**Exercise details**
Report back every line of the entries that contains "UnexpectedPayload", exactly as written.

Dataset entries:
* * * *
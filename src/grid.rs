//! Grid store: the local replica of authoritative cell state.
//!
//! DESIGN
//! ======
//! Cells are keyed by `(x, y)`, never by any server-side row id, because the
//! visible invariant is per coordinate. A write is accepted only when its
//! revision is strictly newer than the stored one, so any delivery order of
//! the same set of updates converges to the same state and re-delivery is a
//! no-op.
//!
//! The store is a plain data structure with no I/O and no locking; the owner
//! decides how it is shared (see [`crate::state`]).

#[cfg(test)]
#[path = "grid_test.rs"]
mod grid_test;

use std::collections::HashMap;

use serde::{Deserialize, Serialize};
use serde_json::Value;

use crate::color::Color;

// =============================================================================
// TYPES
// =============================================================================

/// Rejected input. A call that returns this has no effect.
#[derive(Debug, Clone, PartialEq, Eq, thiserror::Error)]
pub enum ValidationError {
    #[error("invalid color: {0:?}")]
    InvalidColor(String),
    #[error("color out of range: {0:#x}")]
    ColorOutOfRange(u32),
    #[error("revision 0 is never assigned (cell {x},{y})")]
    ZeroRevision { x: i64, y: i64 },
    #[error("coordinate `{axis}` is not an integer: {value}")]
    InvalidCoordinate { axis: &'static str, value: String },
    #[error("missing field `{0}`")]
    MissingField(&'static str),
    #[error("unexpected payload for {0}")]
    UnexpectedPayload(String),
}

/// Integer grid coordinate.
#[derive(Clone, Copy, Debug, PartialEq, Eq, Hash, PartialOrd, Ord, Serialize, Deserialize)]
pub struct Coord {
    pub x: i64,
    pub y: i64,
}

impl Coord {
    #[must_use]
    pub fn new(x: i64, y: i64) -> Self {
        Self { x, y }
    }
}

/// Server-assigned, totally ordered write marker. Zero is never assigned.
#[derive(Clone, Copy, Debug, PartialEq, Eq, Hash, PartialOrd, Ord, Serialize, Deserialize)]
#[serde(transparent)]
pub struct Revision(pub u64);

/// One authoritative cell record.
#[derive(Debug, Clone, PartialEq, Eq, Serialize, Deserialize)]
pub struct Cell {
    pub x: i64,
    pub y: i64,
    pub color: Color,
    pub revision: Revision,
    /// User id of the writer, when the server reports it. Not used for ordering.
    #[serde(default, skip_serializing_if = "Option::is_none")]
    pub author: Option<String>,
}

impl Cell {
    #[must_use]
    pub fn coord(&self) -> Coord {
        Coord::new(self.x, self.y)
    }

    /// Check the invariants a typed `Cell` cannot express on its own.
    ///
    /// # Errors
    ///
    /// Returns [`ValidationError::ZeroRevision`] for revision 0.
    pub fn validate(&self) -> Result<(), ValidationError> {
        if self.revision.0 == 0 {
            return Err(ValidationError::ZeroRevision { x: self.x, y: self.y });
        }
        Ok(())
    }

    /// Parse a cell from an untyped JSON record (HTTP bulk read / write reply).
    ///
    /// # Errors
    ///
    /// Rejects missing fields, non-integer coordinates, bad colors, and revision 0.
    pub fn from_json(value: &Value) -> Result<Self, ValidationError> {
        let x = integer_field(value, "x")?;
        let y = integer_field(value, "y")?;
        let color = value
            .get("color")
            .and_then(Value::as_str)
            .ok_or(ValidationError::MissingField("color"))?
            .parse::<Color>()?;
        let revision = value
            .get("revision")
            .and_then(Value::as_u64)
            .ok_or(ValidationError::MissingField("revision"))?;
        let author = value.get("author").and_then(Value::as_str).map(str::to_owned);

        let cell = Self { x, y, color, revision: Revision(revision), author };
        cell.validate()?;
        Ok(cell)
    }
}

impl TryFrom<frames::CellPayload> for Cell {
    type Error = ValidationError;

    fn try_from(payload: frames::CellPayload) -> Result<Self, Self::Error> {
        let cell = Self {
            x: payload.x,
            y: payload.y,
            color: payload.color.parse()?,
            revision: Revision(payload.revision),
            author: payload.author,
        };
        cell.validate()?;
        Ok(cell)
    }
}

impl From<&Cell> for frames::CellPayload {
    fn from(cell: &Cell) -> Self {
        Self {
            x: cell.x,
            y: cell.y,
            color: cell.color.to_string(),
            revision: cell.revision.0,
            author: cell.author.clone(),
        }
    }
}

fn integer_field(value: &Value, key: &'static str) -> Result<i64, ValidationError> {
    let raw = value.get(key).ok_or(ValidationError::MissingField(key))?;
    raw.as_i64()
        .ok_or_else(|| ValidationError::InvalidCoordinate { axis: key, value: raw.to_string() })
}

/// What an [`GridStore::upsert`] call did.
#[derive(Debug, Clone, Copy, PartialEq, Eq)]
pub enum Upsert {
    /// First record for this coordinate.
    Inserted,
    /// Replaced an older revision.
    Replaced,
    /// Incoming revision was not newer; nothing changed.
    Stale,
}

impl Upsert {
    #[must_use]
    pub fn changed(self) -> bool {
        !matches!(self, Self::Stale)
    }
}

// =============================================================================
// STORE
// =============================================================================

/// Sparse map of known cells. Absent coordinates show the background color.
#[derive(Debug, Clone, Default)]
pub struct GridStore {
    cells: HashMap<Coord, Cell>,
    background: Color,
}

impl GridStore {
    #[must_use]
    pub fn new(background: Color) -> Self {
        Self { cells: HashMap::new(), background }
    }

    /// Insert or replace the record at the cell's coordinate when its revision
    /// is newer than the stored one.
    ///
    /// # Errors
    ///
    /// Returns a [`ValidationError`] for malformed cells; the store is untouched.
    pub fn upsert(&mut self, cell: Cell) -> Result<Upsert, ValidationError> {
        cell.validate()?;
        let coord = cell.coord();
        match self.cells.get_mut(&coord) {
            None => {
                self.cells.insert(coord, cell);
                Ok(Upsert::Inserted)
            }
            Some(existing) if cell.revision > existing.revision => {
                *existing = cell;
                Ok(Upsert::Replaced)
            }
            Some(_) => Ok(Upsert::Stale),
        }
    }

    /// Current color at `(x, y)`, or the background color when unknown.
    #[must_use]
    pub fn get(&self, x: i64, y: i64) -> Color {
        self.cells
            .get(&Coord::new(x, y))
            .map_or(self.background, |cell| cell.color)
    }

    #[must_use]
    pub fn cell(&self, x: i64, y: i64) -> Option<&Cell> {
        self.cells.get(&Coord::new(x, y))
    }

    #[must_use]
    pub fn revision_at(&self, x: i64, y: i64) -> Option<Revision> {
        self.cell(x, y).map(|cell| cell.revision)
    }

    /// Full sparse mapping for an initial render.
    #[must_use]
    pub fn snapshot_all(&self) -> HashMap<Coord, Color> {
        self.cells
            .iter()
            .map(|(coord, cell)| (*coord, cell.color))
            .collect()
    }

    pub fn cells(&self) -> impl Iterator<Item = &Cell> {
        self.cells.values()
    }

    #[must_use]
    pub fn background(&self) -> Color {
        self.background
    }

    #[must_use]
    pub fn len(&self) -> usize {
        self.cells.len()
    }

    #[must_use]
    pub fn is_empty(&self) -> bool {
        self.cells.is_empty()
    }

    /// Swap in a freshly built store, keeping this store's background.
    pub fn replace_with(&mut self, other: GridStore) {
        self.cells = other.cells;
    }
}
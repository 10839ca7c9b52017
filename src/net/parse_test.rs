use super::*;
use crate::color::Color;
use crate::grid::Revision;

fn cell_frame(color: &str, revision: u64) -> Frame {
    let payload = frames::CellPayload { x: -3, y: 7, color: color.to_owned(), revision, author: Some("u9".into()) };
    Frame::request(syscall::CELL_CHANGED, Payload::Cell(payload)).with_topic(topic::CELLS)
}

fn presence(user_id: &str) -> frames::PresencePayload {
    frames::PresencePayload { user_id: user_id.to_owned(), email: format!("{user_id}@x.io"), seen_at: 5 }
}

#[test]
fn cell_changed_becomes_cell_event() {
    let event = frame_to_event(&cell_frame("#0000ff", 4)).expect("valid").expect("event");
    let FeedEvent::CellChanged(cell) = event else {
        panic!("expected cell event, got {event:?}");
    };
    assert_eq!((cell.x, cell.y), (-3, 7));
    assert_eq!(cell.color, Color::from_rgb(0, 0, 0xFF));
    assert_eq!(cell.revision, Revision(4));
    assert_eq!(cell.author.as_deref(), Some("u9"));
}

#[test]
fn invalid_cell_payloads_are_rejected() {
    assert!(matches!(frame_to_event(&cell_frame("blue", 4)), Err(ValidationError::InvalidColor(_))));
    assert!(matches!(frame_to_event(&cell_frame("#0000ff", 0)), Err(ValidationError::ZeroRevision { .. })));
}

#[test]
fn wrong_payload_kind_is_rejected() {
    let frame = Frame::request(syscall::CELL_CHANGED, Payload::Presence(presence("a")));
    assert_eq!(frame_to_event(&frame), Err(ValidationError::UnexpectedPayload("cell:changed".into())));
}

#[test]
fn presence_frames_map_to_presence_events() {
    let join = Frame::request(syscall::PRESENCE_JOIN, Payload::Presence(presence("a")));
    assert!(matches!(frame_to_event(&join), Ok(Some(FeedEvent::PresenceJoined(e))) if e.user_id == "a"));

    let leave = Frame::request(syscall::PRESENCE_LEAVE, Payload::Presence(presence("a")));
    assert_eq!(frame_to_event(&leave), Ok(Some(FeedEvent::PresenceLeft { user_id: "a".into() })));

    let sync = Frame::request(syscall::PRESENCE_SYNC, Payload::Roster(vec![presence("a"), presence("a"), presence("b")]));
    let Ok(Some(FeedEvent::PresenceSync(roster))) = frame_to_event(&sync) else {
        panic!("expected roster");
    };
    assert_eq!(roster.len(), 3);
    assert_eq!(roster[0].last_seen_ms, 5);
}

#[test]
fn leave_without_user_id_is_rejected() {
    let leave = Frame::request(syscall::PRESENCE_LEAVE, Payload::Presence(presence("")));
    assert_eq!(frame_to_event(&leave), Err(ValidationError::MissingField("user_id")));
}

#[test]
fn handshake_errors_and_unknown_syscalls_are_ignored() {
    let connected = Frame::request(syscall::SESSION_CONNECTED, Payload::Empty);
    assert_eq!(frame_to_event(&connected), Ok(None));

    let error = connected.error("E_RATE_LIMITED", "slow down", true);
    assert_eq!(frame_to_event(&error), Ok(None));

    let unknown = Frame::request("board:join", Payload::Empty);
    assert_eq!(frame_to_event(&unknown), Ok(None));
}

#[test]
fn heartbeat_frame_announces_identity_on_presence_topic() {
    let me = Identity::new("u1", "u1@uwaterloo.ca");
    let frame = heartbeat_frame(&me);
    assert_eq!(frame.syscall, syscall::PRESENCE_HEARTBEAT);
    assert_eq!(frame.topic.as_deref(), Some(topic::PRESENCE));
    assert_eq!(frame.from.as_deref(), Some("u1"));
    let Payload::Presence(payload) = frame.payload else {
        panic!("expected presence payload");
    };
    assert_eq!(payload.email, "u1@uwaterloo.ca");
    assert!(payload.seen_at > 0);
}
* * * *
**Result of the exercise**
    UnexpectedPayload(String),
    assert_eq!(frame_to_event(&frame), Err(ValidationError::UnexpectedPayload("cell:changed".into())));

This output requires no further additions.